Lehmann Maupin would like to announce an exhibition of new sculptures, drawings and paintings by Bryan Crockett.This is Crockett's second solo exhibition at Lehmann Maupin.
Bryan Crockett's previous reflections on science and technology's authority in our society have shifted inward to investigations of himself. Drawn Out of My Mind is a sincere and humorous portrait of the artist estranged and lost within his mind. For this exhibition Crockett will divide the gallery into two spaces, presenting installations meant to illustrate a struggle between his two realms of thought. Here Crockett has taken inspiration from the myth of Daphne and Apollo and the tree as a representation of genealogy and knowledge. Solipsist, a 10-foot tree growing on a rock with a carved portrait of the artist with his head ingrown into the tree is the central sculpture in the front room. Surrounded by watercolors and another smaller sculpture this room is meant to depict the Apollonian realm, one of order and pictorial idealization.
Counter-balancing the first space, the other is frantic and compulsive. Crockett created a series of drawings by recording his sketches and ideas onto one paper, resulting in a wild tangle of images that he likens to the cosmological charts of his mind. Crockett depicts this Dionysian realm by scattering his drawings on the painted black walls of the gallery with several of his maquettes, unfinished models and a large relief sculpture carved into a felled log. The disorienting room deemphasizes the structure and architecture of the gallery suggesting the erratic nature of the artists' mind and process.
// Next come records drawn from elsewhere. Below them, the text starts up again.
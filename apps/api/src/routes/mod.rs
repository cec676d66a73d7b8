pub mod health;

use axum::{
    extract::DefaultBodyLimit,
    routing::{get, post},
    Router,
};

use crate::pipeline::handlers;
use crate::state::AppState;

pub fn build_router(state: AppState) -> Router {
    let body_limit = state.config.max_upload_bytes;

    Router::new()
        .route("/", get(health::root_handler))
        .route("/health", get(health::health_handler))
        .route(
            "/api/v1/career-guidance",
            post(handlers::handle_career_request),
        )
        // Legacy form-client path
        .route(
            "/process_career_request",
            post(handlers::handle_career_request),
        )
        .route(
            "/process_career_request/",
            post(handlers::handle_career_request),
        )
        .layer(DefaultBodyLimit::max(body_limit))
        .with_state(state)
}
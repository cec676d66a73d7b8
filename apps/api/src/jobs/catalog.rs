use std::path::Path;

use anyhow::{bail, Context, Result};
use tracing::info;

use crate::models::job::JobPosting;

/// Static, ordered set of job postings shared read-only by all requests.
#[derive(Debug, Clone)]
pub struct JobCatalog {
    postings: Vec<JobPosting>,
}

impl JobCatalog {
    pub fn new(postings: Vec<JobPosting>) -> Self {
        Self { postings }
    }

    /// Loads the catalog from `path` (a JSON array of postings) or, when no
    /// path is configured, returns the built-in reference catalog.
    pub fn load(path: Option<&Path>) -> Result<Self> {
        let Some(path) = path else {
            let catalog = Self::builtin();
            info!("Using built-in job catalog ({} postings)", catalog.len());
            return Ok(catalog);
        };

        let raw = std::fs::read_to_string(path)
            .with_context(|| format!("Failed to read job catalog {}", path.display()))?;
        let catalog = Self::from_json(&raw)
            .with_context(|| format!("Invalid job catalog {}", path.display()))?;
        info!(
            "Loaded job catalog from {} ({} postings)",
            path.display(),
            catalog.len()
        );
        Ok(catalog)
    }

    pub fn from_json(raw: &str) -> Result<Self> {
        let postings: Vec<JobPosting> = serde_json::from_str(raw)?;
        if postings.is_empty() {
            bail!("job catalog contains no postings");
        }
        Ok(Self::new(postings))
    }

    pub fn postings(&self) -> &[JobPosting] {
        &self.postings
    }

    pub fn len(&self) -> usize {
        self.postings.len()
    }

    pub fn is_empty(&self) -> bool {
        self.postings.is_empty()
    }

    /// The reference postings used when no catalog file is configured.
    pub fn builtin() -> Self {
        Self::new(vec![
            posting(
                "Data Scientist",
                "Tech Innovations",
                "Remote",
                &["Python", "Machine Learning", "SQL", "Deep Learning", "TensorFlow"],
                "Develop and deploy machine learning models to solve complex business problems.",
            ),
            posting(
                "Software Engineer (Backend)",
                "Global Solutions",
                "Hyderabad",
                &["Python", "Java", "APIs", "Microservices", "AWS"],
                "Design and implement scalable backend services for large-scale applications.",
            ),
            posting(
                "Cloud Architect",
                "Cloud Builders",
                "Bangalore",
                &["AWS", "Azure", "Cloud Security", "Terraform", "Solution Design"],
                "Design and implement secure and scalable cloud infrastructure.",
            ),
            posting(
                "DevOps Engineer",
                "CI/CD Masters",
                "Pune",
                &["Linux", "Docker", "Kubernetes", "CI/CD", "Ansible", "Jenkins"],
                "Automate deployment pipelines and manage infrastructure as code.",
            ),
            posting(
                "Business Analyst",
                "Consulting Group",
                "Mumbai",
                &["SQL", "Data Modeling", "Business Process Mapping", "Stakeholder Management"],
                "Analyze business needs and propose solutions.",
            ),
            posting(
                "Machine Learning Engineer",
                "AI Driven Inc.",
                "Seattle",
                &["Python", "TensorFlow", "PyTorch", "MLOps", "Model Deployment"],
                "Build, optimize, and deploy machine learning models into production environments.",
            ),
            posting(
                "Data Analyst",
                "Insightful Analytics",
                "Chennai",
                &["SQL", "Excel", "Tableau", "Data Visualization", "Statistical Analysis"],
                "Extract, clean, and analyze data to provide actionable business insights.",
            ),
            posting(
                "Product Manager (AI/ML)",
                "Future Tech",
                "San Francisco",
                &["Product Management", "AI/ML Concepts", "Market Research", "Roadmapping"],
                "Define and launch AI/ML products that meet market needs and business goals.",
            ),
            posting(
                "Operations Research Analyst",
                "Supply Chain Solutions",
                "Atlanta",
                &["Python", "Optimization", "Statistics", "Simulation", "Decision Science"],
                "Apply mathematical modeling and optimization techniques to improve operational efficiency.",
            ),
            posting(
                "Quantitative Analyst",
                "Fintech Innovations",
                "New York",
                &["Python", "R", "Statistics", "Financial Modeling", "Time Series Analysis"],
                "Develop quantitative models for financial markets and risk management.",
            ),
        ])
    }
}

fn posting(
    title: &str,
    company: &str,
    location: &str,
    skills: &[&str],
    description: &str,
) -> JobPosting {
    JobPosting {
        title: title.to_string(),
        company: company.to_string(),
        location: location.to_string(),
        required_skills: skills.iter().map(|s| s.to_string()).collect(),
        description: description.to_string(),
    }
}
// Skill & summary extraction prompt templates.

pub const PROFILE_EXTRACT_SYSTEM: &str = "\
You are a meticulous resume analyst. \
You read resume text and extract the candidate's skills and a concise professional summary. \
Only report skills that actually appear in the text; never invent experience.";

/// Replace `{resume_text}` before sending.
pub const PROFILE_EXTRACT_PROMPT: &str = r#"Extract the candidate profile from the resume text below.

RESUME TEXT:
{resume_text}

OUTPUT SCHEMA (return exactly this structure):
{
  "skills": ["string"],
  "summary": "string"
}

RULES:
1. "skills" lists every unique skill mentioned: programming languages, tools, frameworks,
   platforms, domain knowledge and soft skills. Use the spelling found in the resume.
2. "summary" is 2-4 sentences covering the candidate's objective, education and most
   relevant experience.
3. If no skills are mentioned, return an empty list.
4. Return ONLY the JSON object — nothing else, no code fences."#;
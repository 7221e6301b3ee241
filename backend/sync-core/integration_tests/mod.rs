mod hub_tests;
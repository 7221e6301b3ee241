pub mod error;
pub mod hub;
pub mod model;
pub mod persistence;
pub mod state;

#[cfg(test)]
mod tests;

pub const DEFAULT_HOST: &str = "localhost";
pub const DEFAULT_PORT: u16 = 5001;
pub const DEFAULT_WS_PATH: &str = "/ws";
Bryan Crockett was born in Santa Barbara, California in 1970 and currently lives and works in Brooklyn, New York. His work has been in many major group exhibition including The Uncanny, curated by Mike Kelley at the Tate Liverpool and Open House: Working in Brooklyn at the Brooklyn Museum among others. Since graduating with an MFA in sculpture from Yale University, Crockett has exhibited at the Kunsthalle Basel, Exit Art, Fotouhi Cramer Gallery, and the 1997 Whitney Biennial. In that same year he was the recipient of the Louis Comfort Tiffany Foundation Award.